I joined a club.
It’s a club that no one signs up for and no one wants to be a part of.
This club SUCKS (Sorry, Momma, I know you hate that word)!
I joined the “Grief Club” on August 4, 2024, the day my Daddy ran to the arms of Jesus.
I never wanted to be a part of this club, but here I am.
I’ve learned a lot. I wish I wouldn’t have had to learn, but nonetheless, I’ve learned.
I’ve learned my grief is my own. While other club members are grieving their own losses, they don’t grieve the same way I do, and that’s OK. Things or memories that bring me comfort may be hard for other club members. I may need to clean up belongings or throw items away, and those items may be a comfort to others. This is where grace and forgiveness have to step in, and communication needs to happen.
My Daddy’s desk at work was always something I wanted to clean and organize. I would beg him to let me reorganize his desk drawers, and he would laugh and say, “Stay out of my desk, I know where things are!” After Daddy passed, to my youngest, his desk was hard to look at. My sissy told me not to touch it yet. My mom sat at his desk and cried and said, “What do we do with his desk?” and I said, “I know this is hard to look at, Momma, but look at this.”… and I pulled open the desk drawer, and she burst out laughing! Grief is our own.
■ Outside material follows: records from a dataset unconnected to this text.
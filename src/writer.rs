use crate::error::{LangError, LangResult};
use crate::types::Dictionary;
use std::fs;
use std::io::Write;
use std::path::{Path, PathBuf};
use tempfile::{Builder, NamedTempFile};
use tracing::info;

/// How dictionaries are written to disk
#[derive(Debug, Clone, Copy, PartialEq, Eq, Default)]
pub struct WriteOptions {
    pub atomic: bool,
    pub create_dirs: bool,
    pub pretty: bool,
}

/// Serialize a dictionary. Compact by default; non-ASCII stays literal.
pub fn to_json(dict: &Dictionary, pretty: bool) -> LangResult<String> {
    let json = if pretty {
        serde_json::to_string_pretty(dict)?
    } else {
        serde_json::to_string(dict)?
    };
    Ok(json)
}

/// Write the dictionaries of one sheet, overwriting existing files.
///
/// With `atomic`, every file is staged next to its target first and the
/// renames only start once all of them are written.
pub fn write_dictionaries(
    files: &[(PathBuf, &Dictionary)],
    options: WriteOptions,
) -> LangResult<Vec<PathBuf>> {
    let mut rendered = Vec::with_capacity(files.len());
    for (path, dict) in files {
        rendered.push((path, to_json(dict, options.pretty)?));
    }

    if options.create_dirs {
        for (path, _) in &rendered {
            if let Some(parent) = path.parent() {
                fs::create_dir_all(parent)?;
            }
        }
    }

    if !options.atomic {
        for (path, json) in &rendered {
            fs::write(path, json).map_err(|e| with_path(e, path))?;
            info!(path = %path.display(), "wrote dictionary");
        }
        return Ok(files.iter().map(|(p, _)| p.clone()).collect());
    }

    let mut staged = Vec::with_capacity(rendered.len());
    for (path, json) in &rendered {
        staged.push((*path, stage(path, json)?));
    }

    let mut written = Vec::with_capacity(staged.len());
    for (path, temp) in staged {
        temp.persist(path).map_err(|e| with_path(e.error, path))?;
        info!(path = %path.display(), "wrote dictionary");
        written.push(path.clone());
    }
    Ok(written)
}

/// Write `json` to a temp file in the target's directory
fn stage(path: &Path, json: &str) -> LangResult<NamedTempFile> {
    let dir = match path.parent() {
        Some(p) if !p.as_os_str().is_empty() => p,
        _ => Path::new("."),
    };

    // Same mode a plain `fs::write` would give: the target's current mode,
    // or 0666 minus the umask for a new file.
    let mut builder = Builder::new();
    #[cfg(unix)]
    {
        use std::os::unix::fs::PermissionsExt;
        builder.permissions(fs::Permissions::from_mode(0o666));
    }
    let mut temp = builder.tempfile_in(dir).map_err(|e| with_path(e, path))?;
    if let Ok(existing) = fs::metadata(path) {
        temp.as_file()
            .set_permissions(existing.permissions())
            .map_err(|e| with_path(e, path))?;
    }

    temp.write_all(json.as_bytes())?;
    temp.flush()?;
    Ok(temp)
}

fn with_path(e: std::io::Error, path: &Path) -> LangError {
    LangError::Io(std::io::Error::new(
        e.kind(),
        format!("{}: {}", path.display(), e),
    ))
}
use indexmap::IndexMap;
use serde::{Deserialize, Serialize};
use std::path::PathBuf;

//==============================================================================
// Sheet Mapping
//==============================================================================

/// A configured sheet and the bundle its dictionaries are written to.
///
/// In YAML either a bare sheet name or a mapping:
///
/// ```yaml
/// sheets:
///   - loading-language
///   - sheet: game1-language
///     bundle: solitaire
/// ```
#[derive(Debug, Clone, PartialEq, Eq, Serialize, Deserialize)]
#[serde(from = "SheetEntry", into = "SheetEntry")]
pub struct SheetMapping {
    pub sheet: String,
    /// Explicit bundle; derived from the sheet name when absent
    pub bundle: Option<String>,
}

impl SheetMapping {
    pub fn new(sheet: impl Into<String>) -> Self {
        Self {
            sheet: sheet.into(),
            bundle: None,
        }
    }

    pub fn with_bundle(sheet: impl Into<String>, bundle: impl Into<String>) -> Self {
        Self {
            sheet: sheet.into(),
            bundle: Some(bundle.into()),
        }
    }

    /// Bundle directory name for this sheet
    pub fn bundle(&self) -> &str {
        match &self.bundle {
            Some(b) => b,
            None => bundle_name(&self.sheet),
        }
    }
}

impl From<&str> for SheetMapping {
    fn from(sheet: &str) -> Self {
        Self::new(sheet)
    }
}

#[derive(Serialize, Deserialize)]
#[serde(untagged)]
enum SheetEntry {
    Name(String),
    Mapping {
        sheet: String,
        #[serde(default, skip_serializing_if = "Option::is_none")]
        bundle: Option<String>,
    },
}

impl From<SheetEntry> for SheetMapping {
    fn from(entry: SheetEntry) -> Self {
        match entry {
            SheetEntry::Name(sheet) => SheetMapping::new(sheet),
            SheetEntry::Mapping { sheet, bundle } => SheetMapping { sheet, bundle },
        }
    }
}

impl From<SheetMapping> for SheetEntry {
    fn from(mapping: SheetMapping) -> Self {
        match mapping.bundle {
            None => SheetEntry::Name(mapping.sheet),
            Some(bundle) => SheetEntry::Mapping {
                sheet: mapping.sheet,
                bundle: Some(bundle),
            },
        }
    }
}

/// Bundle name of a sheet: everything before the first `-`.
///
/// `loading-language` → `loading`, `menu` → `menu`.
pub fn bundle_name(sheet: &str) -> &str {
    sheet.split('-').next().unwrap_or(sheet)
}

//==============================================================================
// Language Map
//==============================================================================

/// id → text for a single language, in row order
pub type Dictionary = IndexMap<String, String>;

/// Per-language dictionaries extracted from one sheet.
///
/// All dictionaries share the same keys in the same order.
#[derive(Debug, Clone, PartialEq, Default)]
pub struct LanguageMap {
    languages: IndexMap<String, Dictionary>,
    /// Ids seen more than once, in order of the repeated occurrence
    pub duplicates: Vec<String>,
}

impl LanguageMap {
    pub fn new<S: AsRef<str>>(languages: &[S]) -> Self {
        Self {
            languages: languages
                .iter()
                .map(|lang| (lang.as_ref().to_string(), Dictionary::new()))
                .collect(),
            duplicates: Vec::new(),
        }
    }

    /// Insert one row. `texts` follows the language order given to `new`.
    /// A repeated id overwrites the earlier texts and keeps its position.
    pub fn insert(&mut self, id: String, texts: Vec<String>) {
        let mut repeated = false;
        for (dict, text) in self.languages.values_mut().zip(texts) {
            repeated |= dict.insert(id.clone(), text).is_some();
        }
        if repeated {
            self.duplicates.push(id);
        }
    }

    pub fn get(&self, lang: &str) -> Option<&Dictionary> {
        self.languages.get(lang)
    }

    pub fn iter(&self) -> impl Iterator<Item = (&String, &Dictionary)> {
        self.languages.iter()
    }

    pub fn languages(&self) -> impl Iterator<Item = &str> {
        self.languages.keys().map(String::as_str)
    }

    /// Number of distinct ids
    pub fn len(&self) -> usize {
        self.languages.values().next().map_or(0, IndexMap::len)
    }

    pub fn is_empty(&self) -> bool {
        self.len() == 0
    }

    /// `(lang, id)` pairs whose text is empty
    pub fn empty_translations(&self) -> Vec<(String, String)> {
        let mut missing = Vec::new();
        for (lang, dict) in &self.languages {
            for (id, text) in dict {
                if text.is_empty() {
                    missing.push((lang.clone(), id.clone()));
                }
            }
        }
        missing
    }
}

//==============================================================================
// Reports
//==============================================================================

/// Outcome of exporting (or checking) one sheet
#[derive(Debug, Clone, PartialEq, Default)]
pub struct SheetReport {
    pub sheet: String,
    pub bundle: String,
    pub entries: usize,
    pub duplicates: Vec<String>,
    pub empty_translations: Vec<(String, String)>,
    /// Files written; empty for dry runs and checks
    pub written: Vec<PathBuf>,
}

impl SheetReport {
    pub fn has_issues(&self) -> bool {
        !self.duplicates.is_empty() || !self.empty_translations.is_empty()
    }
}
Others view the world and the people they love with a different perspective, and I have no right to tell them how they should feel.
I’ve learned that there is no “SHOULD” in grief. On days when I am feeling happy, I think I shouldn’t be happy, I should be grieving. People ask how I am doing, and I feel like I should have an answer, and I just have no words. I wonder if people think I should be “over this already,” and I worry what they think of me. I may find something funny, and my laughter may come across as disrespectful while the other club members are hurting so much. This is another place where grace and forgiveness have to step in, but this time, I need to give myself the grace.
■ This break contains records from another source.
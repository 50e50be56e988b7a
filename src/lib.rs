//! langsheet - localization workbook exporter
//!
//! Reads localization sheets from a spreadsheet workbook and writes one JSON
//! dictionary per language for each sheet, under a bundle directory derived
//! from the sheet name.
//!
//! # Example
//!
//! ```no_run
//! use langsheet::config::ExportConfig;
//! use langsheet::excel::WorkbookReader;
//! use langsheet::exporter::SheetExporter;
//!
//! let config = ExportConfig::default();
//! let mut workbook = WorkbookReader::open(&config.workbook)?;
//! let exporter = SheetExporter::new(config);
//!
//! for report in exporter.export_all(&mut workbook)? {
//!     println!("{} → {} ({} entries)", report.sheet, report.bundle, report.entries);
//! }
//! # Ok::<(), langsheet::error::LangError>(())
//! ```

pub mod cli;
pub mod config;
pub mod error;
pub mod excel;
pub mod exporter;
pub mod types;
pub mod writer;

// Re-export commonly used types
pub use config::ExportConfig;
pub use error::{LangError, LangResult};
pub use exporter::SheetExporter;
pub use types::{bundle_name, LanguageMap, SheetMapping, SheetReport};
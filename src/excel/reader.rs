//! Workbook reader - spreadsheet → cell text

use crate::error::{LangError, LangResult};
use calamine::{open_workbook_auto, Data, Range, Reader, Sheets};
use std::fs::File;
use std::io::BufReader;
use std::path::{Path, PathBuf};

/// Read-only handle on a workbook (.xlsx, .xlsm, .xls, .ods)
pub struct WorkbookReader {
    path: PathBuf,
    sheets: Sheets<BufReader<File>>,
}

impl WorkbookReader {
    /// Open the workbook at `path`
    pub fn open<P: AsRef<Path>>(path: P) -> LangResult<Self> {
        let path = path.as_ref().to_path_buf();
        if !path.is_file() {
            return Err(LangError::Io(std::io::Error::new(
                std::io::ErrorKind::NotFound,
                format!("Workbook not found: {}", path.display()),
            )));
        }

        let sheets = open_workbook_auto(&path)?;
        Ok(Self { path, sheets })
    }

    pub fn path(&self) -> &Path {
        &self.path
    }

    /// Sheet names in workbook order
    pub fn sheet_names(&self) -> Vec<String> {
        self.sheets.sheet_names()
    }

    pub fn has_sheet(&self, name: &str) -> bool {
        self.sheet_names().iter().any(|s| s == name)
    }

    /// Load the cells of a named sheet
    pub fn sheet(&mut self, name: &str) -> LangResult<SheetData> {
        if !self.has_sheet(name) {
            return Err(LangError::SheetNotFound {
                sheet: name.to_string(),
                available: self.sheet_names(),
            });
        }

        let range = self.sheets.worksheet_range(name)?;
        Ok(SheetData::new(name, range))
    }
}

/// Cells of one sheet, addressed from the sheet's top-left corner (A1)
#[derive(Debug, Clone)]
pub struct SheetData {
    name: String,
    range: Range<Data>,
}

impl SheetData {
    pub fn new(name: impl Into<String>, range: Range<Data>) -> Self {
        Self {
            name: name.into(),
            range,
        }
    }

    pub fn name(&self) -> &str {
        &self.name
    }

    /// Row count including the header row; leading blank rows count too
    pub fn height(&self) -> u32 {
        self.range.end().map_or(0, |(row, _)| row + 1)
    }

    /// Column count; leading blank columns count too
    pub fn width(&self) -> u32 {
        self.range.end().map_or(0, |(_, col)| col + 1)
    }

    /// Text of a cell. Missing and empty cells read as `""`.
    pub fn cell_text(&self, row: u32, col: u32) -> LangResult<String> {
        match self.range.get_value((row, col)) {
            None => Ok(String::new()),
            Some(cell) => cell_to_string(cell).map_err(|reason| LangError::Cell {
                sheet: self.name.clone(),
                row,
                col,
                reason,
            }),
        }
    }
}

/// Render a cell the way it reads in the sheet.
///
/// Integral floats drop the fraction: spreadsheets store `1` as `1.0`.
pub fn cell_to_string(cell: &Data) -> Result<String, String> {
    match cell {
        Data::Empty => Ok(String::new()),
        Data::String(s) => Ok(s.clone()),
        Data::Int(i) => Ok(i.to_string()),
        Data::Float(f) => Ok(format_float(*f)),
        Data::Bool(b) => Ok(b.to_string()),
        Data::Error(e) => Err(format!("cell holds error value {}", e)),
        other => Ok(other.to_string()),
    }
}

fn format_float(f: f64) -> String {
    if f.is_finite() && f.fract() == 0.0 && f.abs() < i64::MAX as f64 {
        (f as i64).to_string()
    } else {
        f.to_string()
    }
}
use crate::config::ExportConfig;
use crate::error::{LangError, LangResult};
use crate::excel::WorkbookReader;
use crate::exporter::SheetExporter;
use crate::types::{bundle_name, SheetMapping, SheetReport};
use colored::Colorize;
use std::path::PathBuf;

/// Command-line overrides applied on top of the loaded config
#[derive(Debug, Clone, Default)]
pub struct ConfigOverrides {
    /// Config file; `langsheet.yaml` or the defaults when absent
    pub config: Option<PathBuf>,
    pub workbook: Option<PathBuf>,
    pub output_root: Option<PathBuf>,
    /// Replaces the configured sheet list when non-empty
    pub sheets: Vec<String>,
}

impl ConfigOverrides {
    pub fn resolve(self) -> LangResult<ExportConfig> {
        let mut config = ExportConfig::load(self.config.as_deref())?;

        if let Some(workbook) = self.workbook {
            config.workbook = workbook;
        }
        if let Some(output_root) = self.output_root {
            config.output_root = output_root;
        }
        if !self.sheets.is_empty() {
            config.sheets = self.sheets.into_iter().map(SheetMapping::new).collect();
        }

        config.validate()?;
        Ok(config)
    }
}

/// Execute the export command
pub fn export(overrides: ConfigOverrides, dry_run: bool, verbose: bool) -> LangResult<()> {
    let config = overrides.resolve()?;

    println!("{}", "🌐 langsheet - Exporting dictionaries".bold().green());
    println!("   Workbook: {}", config.workbook.display());
    println!("   Output:   {}\n", config.output_root.display());

    if dry_run {
        println!(
            "{}",
            "📋 DRY RUN MODE - No files will be written\n".yellow()
        );
    }

    if verbose {
        println!("{}", "📖 Opening workbook...".cyan());
    }
    let mut workbook = WorkbookReader::open(&config.workbook)?;

    let exporter = SheetExporter::new(config);
    for mapping in &exporter.config().sheets {
        let report = if dry_run {
            exporter.check(&mut workbook, mapping)?
        } else {
            exporter.export(&mut workbook, mapping)?
        };
        print_report(&report, verbose);

        if dry_run {
            for lang in &exporter.config().languages {
                let path = exporter.config().output_path(&report.bundle, lang);
                println!("      would write {}", path.display());
            }
        }
    }

    println!();
    if dry_run {
        println!("{}", "📋 Dry run complete - no files written".yellow());
    } else {
        println!("{}", "✅ Export Complete!".bold().green());
    }

    Ok(())
}

/// Execute the check command
pub fn check(overrides: ConfigOverrides, verbose: bool) -> LangResult<()> {
    let config = overrides.resolve()?;

    println!("{}", "🔍 langsheet - Checking sheets".bold().green());
    println!("   Workbook: {}\n", config.workbook.display());

    let mut workbook = WorkbookReader::open(&config.workbook)?;
    let exporter = SheetExporter::new(config);

    let mut issues = 0;
    for mapping in &exporter.config().sheets {
        let report = exporter.check(&mut workbook, mapping)?;
        print_report(&report, verbose);

        for id in &report.duplicates {
            println!("      {} duplicate id '{}'", "⚠️".yellow(), id);
        }
        for (lang, id) in &report.empty_translations {
            println!(
                "      {} empty {} text for id '{}'",
                "⚠️".yellow(),
                lang.bright_blue(),
                id
            );
        }
        issues += report.duplicates.len() + report.empty_translations.len();
    }

    println!();
    if issues > 0 {
        println!("{}", format!("❌ {} issue(s) found", issues).bold().red());
        return Err(LangError::Validation(format!(
            "{} issue(s) found in localization sheets",
            issues
        )));
    }

    println!("{}", "✅ All sheets clean".bold().green());
    Ok(())
}

/// Execute the sheets command: list sheets and the bundle each maps to
pub fn sheets(overrides: ConfigOverrides) -> LangResult<()> {
    let config = overrides.resolve()?;
    let workbook = WorkbookReader::open(&config.workbook)?;

    println!("{}", "📚 langsheet - Sheets".bold().green());
    println!("   Workbook: {}\n", config.workbook.display());

    for name in workbook.sheet_names() {
        let configured = config.sheets.iter().find(|m| m.sheet == name);
        let bundle = configured.map_or_else(|| bundle_name(&name), |m| m.bundle());
        let marker = if configured.is_some() {
            "✓".green()
        } else {
            " ".normal()
        };
        println!("   {} {} → {}", marker, name.bright_blue(), bundle);
    }

    Ok(())
}

fn print_report(report: &SheetReport, verbose: bool) {
    println!(
        "   📄 {} → {} ({} entries)",
        report.sheet.bright_blue().bold(),
        report.bundle.cyan(),
        report.entries
    );

    if verbose {
        for path in &report.written {
            println!("      wrote {}", path.display());
        }
        if !report.duplicates.is_empty() {
            println!(
                "      {} duplicate id(s), later rows won",
                report.duplicates.len()
            );
        }
    }
}

#[cfg(test)]
#[path = "commands_tests.rs"]
mod tests;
I’ve learned that grief comes in waves. I can be going about my day at work, focusing only on the job needing done and it hits me out of no where..a memory…a Sound…a smell…It hits me so hard and so fast that I feel like my body has just been hit by an ocean wave, and I’m tumbling through the water and I can’t catch my breath.
Other times, the water is calm, and I can wade into it, and it covers me like a blanket.
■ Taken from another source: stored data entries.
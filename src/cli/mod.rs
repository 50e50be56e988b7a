//! CLI command handlers

pub mod commands;

pub use commands::{check, export, sheets, ConfigOverrides};
//! Per-item enrichment: stamping the source name and deriving a display
//! thumbnail.

use crate::types::{NewsItem, RawItem};
use regex::Regex;
use std::sync::OnceLock;

/// Build a [`NewsItem`] from a parsed feed item. The thumbnail is best
/// effort, tried in order:
///
/// 1. the enclosure URL, when the declared MIME type begins with `image`;
/// 2. the first `src="..."`/`src='...'` attribute found in the HTML
///    description;
/// 3. none.
pub fn enrich(item: RawItem, source_name: &str) -> NewsItem {
    let image_url = derive_image(&item);
    NewsItem {
        title: item.title,
        link: item.link,
        description: item.description,
        pub_date: item.pub_date,
        source_name: source_name.to_string(),
        image_url,
    }
}

fn derive_image(item: &RawItem) -> Option<String> {
    let is_image_enclosure = item
        .enclosure_type
        .as_deref()
        .is_some_and(|t| t.starts_with("image"));
    if is_image_enclosure {
        if let Some(url) = item.enclosure_url.clone() {
            return Some(url);
        }
    }
    extract_image_src(&item.description)
}

/// First `src` attribute value in an HTML fragment. The attribute name is
/// matched case-sensitively; either quote style is accepted.
fn extract_image_src(html: &str) -> Option<String> {
    static SRC_PATTERN: OnceLock<Regex> = OnceLock::new();
    let pattern = SRC_PATTERN
        .get_or_init(|| Regex::new(r#"src\s*=\s*['"]([^'"]+)['"]"#).expect("valid src pattern"));
    pattern
        .captures(html)
        .and_then(|caps| caps.get(1))
        .map(|m| m.as_str().to_string())
}

#[cfg(test)]
mod tests {
    use super::*;

    fn raw(description: &str) -> RawItem {
        RawItem {
            title: "t".to_string(),
            description: description.to_string(),
            ..RawItem::default()
        }
    }

    #[test]
    fn image_enclosure_wins_over_description() {
        let item = RawItem {
            enclosure_url: Some("http://x/enclosed.jpg".to_string()),
            enclosure_type: Some("image/jpeg".to_string()),
            description: r#"<img src="http://x/inline.png">"#.to_string(),
            ..RawItem::default()
        };
        let news = enrich(item, "A");
        assert_eq!(news.image_url.as_deref(), Some("http://x/enclosed.jpg"));
    }

    #[test]
    fn non_image_enclosure_is_ignored() {
        let item = RawItem {
            enclosure_url: Some("http://x/audio.mp3".to_string()),
            enclosure_type: Some("audio/mpeg".to_string()),
            description: r#"<img src="http://x/inline.png">"#.to_string(),
            ..RawItem::default()
        };
        let news = enrich(item, "A");
        assert_eq!(news.image_url.as_deref(), Some("http://x/inline.png"));
    }

    #[test]
    fn description_scan_accepts_either_quote_style() {
        let news = enrich(raw("<img src='http://x/a.png'>"), "A");
        assert_eq!(news.image_url.as_deref(), Some("http://x/a.png"));

        let news = enrich(raw(r#"<img width="10" src="http://x/b.png">"#), "A");
        assert_eq!(news.image_url.as_deref(), Some("http://x/b.png"));
    }

    #[test]
    fn missing_image_is_not_an_error() {
        let news = enrich(raw("plain text, no markup"), "A");
        assert_eq!(news.image_url, None);
    }

    #[test]
    fn source_name_comes_from_the_source_not_the_content() {
        let news = enrich(raw("BBC reports that..."), "Vanguard");
        assert_eq!(news.source_name, "Vanguard");
    }
}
I just have to remember how to swim.
I’ve learned I need to keep my focus on “things above”.
When my focus is on myself or the world around me, I can let the sadness or anxiety or trauma fill my day and take over my thoughts and emotions. My dreams are nightmarish, and I wake with such fear and anxiety. When I’m awake, if I allow Satan a seat at my table and allow the thoughts, guilt, fear, aniexty to take over my whole body, where it feels like I’m getting knocked by waves over and over and higher and higher until I feel like I could drown…
BUT
…When my focus has shifted to God’s point of view and I try to view life from the other side of Heaven and I fill my mind and my ears with praise songs and Bible passages and podcasts my body goes from feeling like I’m drowning to the waves calming and the water is slowing so that it’s only lapping at my feet.
I’ve learned that guilt has no place in grief! I’ve had “the” thoughts. The “what ifs” and “should haves”.
My family was in an honored place, to be able to say all that needed to be said and to hear all that we needed to hear from him, BUT those guilty feelings and “if only” thoughts come and I’ve learned they don’t have a right to be a part of my grief story. Those thoughts are not helpful and only hold me in place. I can’t move on if I allow those thoughts to have weight in my head.
I’ve learned I can step out of my grief to help others grieve. I lost my Daddy, but my girls lost their Papa. I can be “in” my own grief, but when I see them “in their grief,” I step into mom mode. It almost feels like I pick up my box of grief and set it on the ground by my feet, and then I pick the girls up and hold them.
Just because it was my dad that we lost, doesn’t mean that they can’t come to me and grieve the loss of their grandfather. I want to hear them. I want to hold them. I want to help them through this.
I’ve learned I’m not alone. The ONLY thing that is good about this club is that you are not alone. Technically, that part is not good either because it means that your fellow club members have loss and grief as well, but it helps to know that you aren’t the only one to go through it.
I’ve learned it takes strength to be apart of this club. I’ve met many club members along the way. I met some before I joined the club, and I’ve met many since. They don’t want to be in the club either, but there is something to be said about having others to lean on.
I’ve heard so many say that “Grief doesn’t get easier,” but a wise dear friend said, “You learn to handle it better.”
It takes strength to face our sadness and to let our grief and our anger flow into tears when they need to. It takes strength to talk about our feelings and to reach out for help and comfort when we need it.
If you are a club member and need a listening ear, I’m here for you. We are in this together, and I’ll grieve right alongside you. You are not alone.